WHAT THIS TASK INVOLVES =>
Report back every line in the data that includes the string "EmptyDataModel".

┄┄┄┄┄┄

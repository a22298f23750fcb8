use std::path::{Path, PathBuf};

use super::{DataModelFormat, DataModelLoader, Datamodel, FieldKind};
use crate::error::GenerateError;

const SIMPLE_JSON: &str = include_str!("../../../fixtures/simple.json");
const SIMPLE_YAML: &str = include_str!("../../../fixtures/simple.yaml");

fn fixture(name: &str) -> PathBuf {
  Path::new(env!("CARGO_MANIFEST_DIR")).join("fixtures").join(name)
}

#[test]
fn test_from_json_reads_models_in_order() {
  let datamodel = Datamodel::from_json(SIMPLE_JSON).unwrap();

  let names: Vec<&str> = datamodel.models.iter().map(|model| model.name.as_str()).collect();
  assert_eq!(names, vec!["User", "Post", "Profile"]);

  let user = datamodel.model("User").unwrap();
  assert_eq!(user.documentation.as_deref(), Some("A user of the blogging platform"));
  assert_eq!(
    user.required_field_names().collect::<Vec<_>>(),
    vec!["id", "email", "role", "posts", "createdAt"]
  );

  let posts = user.fields.iter().find(|field| field.name == "posts").unwrap();
  assert_eq!(posts.kind, FieldKind::Object);
  assert_eq!(posts.field_type, "Post");
  assert!(posts.is_list);

  let role = &datamodel.enums[0];
  assert_eq!(role.name, "Role");
  assert_eq!(role.value_names().collect::<Vec<_>>(), vec!["USER", "ADMIN"]);
}

#[test]
fn test_from_json_defaults_missing_flags() {
  let raw = r#"{ "datamodel": { "models": [ { "name": "Tag", "fields": [ { "name": "label", "kind": "scalar", "type": "String" } ] } ] } }"#;
  let datamodel = Datamodel::from_json(raw).unwrap();

  let label = &datamodel.models[0].fields[0];
  assert!(!label.is_list);
  assert!(!label.is_required);
  assert!(label.documentation.is_none());
  assert!(datamodel.enums.is_empty());
}

#[test]
fn test_from_json_accepts_unsupported_kind() {
  let raw = r#"{ "datamodel": { "models": [ { "name": "Place", "fields": [ { "name": "area", "kind": "unsupported", "type": "geometry" } ] } ] } }"#;
  let datamodel = Datamodel::from_json(raw).unwrap();
  assert_eq!(datamodel.models[0].fields[0].kind, FieldKind::Unsupported);
}

#[test]
fn test_from_json_rejects_empty_input() {
  for raw in ["", "   ", "\n\t"] {
    let err = Datamodel::from_json(raw).unwrap_err();
    assert!(matches!(err, GenerateError::EmptyDataModel), "{raw:?}");
    assert_eq!(err.to_string(), "Prisma data model must be a non-empty string.");
  }
  assert!(matches!(Datamodel::from_yaml(" "), Err(GenerateError::EmptyDataModel)));
}

#[test]
fn test_from_json_reports_path_of_invalid_node() {
  let raw = r#"{ "datamodel": { "models": [ { "name": "User", "fields": [ { "name": "id", "kind": "relation", "type": "Int" } ] } ] } }"#;
  let err = Datamodel::from_json(raw).unwrap_err();

  match err {
    GenerateError::InvalidDataModel { path, .. } => assert_eq!(path, "datamodel.models[0].fields[0].kind"),
    other => panic!("expected InvalidDataModel, got {other:?}"),
  }
}

#[test]
fn test_from_json_rejects_trailing_content() {
  let raw = r#"{ "datamodel": {} } {"#;
  assert!(matches!(
    Datamodel::from_json(raw),
    Err(GenerateError::InvalidDataModel { .. })
  ));
}

#[test]
fn test_from_yaml_reads_models_and_enums() {
  let datamodel = Datamodel::from_yaml(SIMPLE_YAML).unwrap();

  let account = datamodel.model("Account").unwrap();
  assert_eq!(account.documentation.as_deref(), Some("A billing account"));
  assert_eq!(account.fields.len(), 3);
  assert_eq!(account.required_field_names().collect::<Vec<_>>(), vec!["id", "balance"]);
  assert_eq!(datamodel.enums[0].value_names().collect::<Vec<_>>(), vec!["EUR", "USD"]);
}

#[test]
fn test_from_yaml_rejects_malformed_document() {
  assert!(matches!(
    Datamodel::from_yaml("datamodel: [1, 2"),
    Err(GenerateError::InvalidDataModelYaml(_))
  ));
}

#[test]
fn test_format_from_path() {
  assert_eq!(DataModelFormat::from_path(Path::new("dmmf.json")), DataModelFormat::Json);
  assert_eq!(DataModelFormat::from_path(Path::new("dmmf.yaml")), DataModelFormat::Yaml);
  assert_eq!(DataModelFormat::from_path(Path::new("dmmf.yml")), DataModelFormat::Yaml);
  assert_eq!(DataModelFormat::from_path(Path::new("dmmf")), DataModelFormat::Json);
}

#[tokio::test]
async fn test_loader_parses_json_fixture() {
  let loader = DataModelLoader::open(&fixture("simple.json")).await.unwrap();
  assert_eq!(loader.format(), DataModelFormat::Json);
  assert_eq!(loader.parse().unwrap(), Datamodel::from_json(SIMPLE_JSON).unwrap());
}

#[tokio::test]
async fn test_loader_parses_yaml_fixture() {
  let loader = DataModelLoader::open(&fixture("simple.yaml")).await.unwrap();
  assert_eq!(loader.format(), DataModelFormat::Yaml);
  assert_eq!(loader.parse().unwrap().models[0].name, "Account");
}

#[tokio::test]
async fn test_loader_fails_for_missing_file() {
  assert!(DataModelLoader::open(&fixture("missing.json")).await.is_err());
}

┄┄┄┄┄┄

ANSWER SECTION =>
    assert!(matches!(err, GenerateError::EmptyDataModel), "{raw:?}");
  assert!(matches!(Datamodel::from_yaml(" "), Err(GenerateError::EmptyDataModel)));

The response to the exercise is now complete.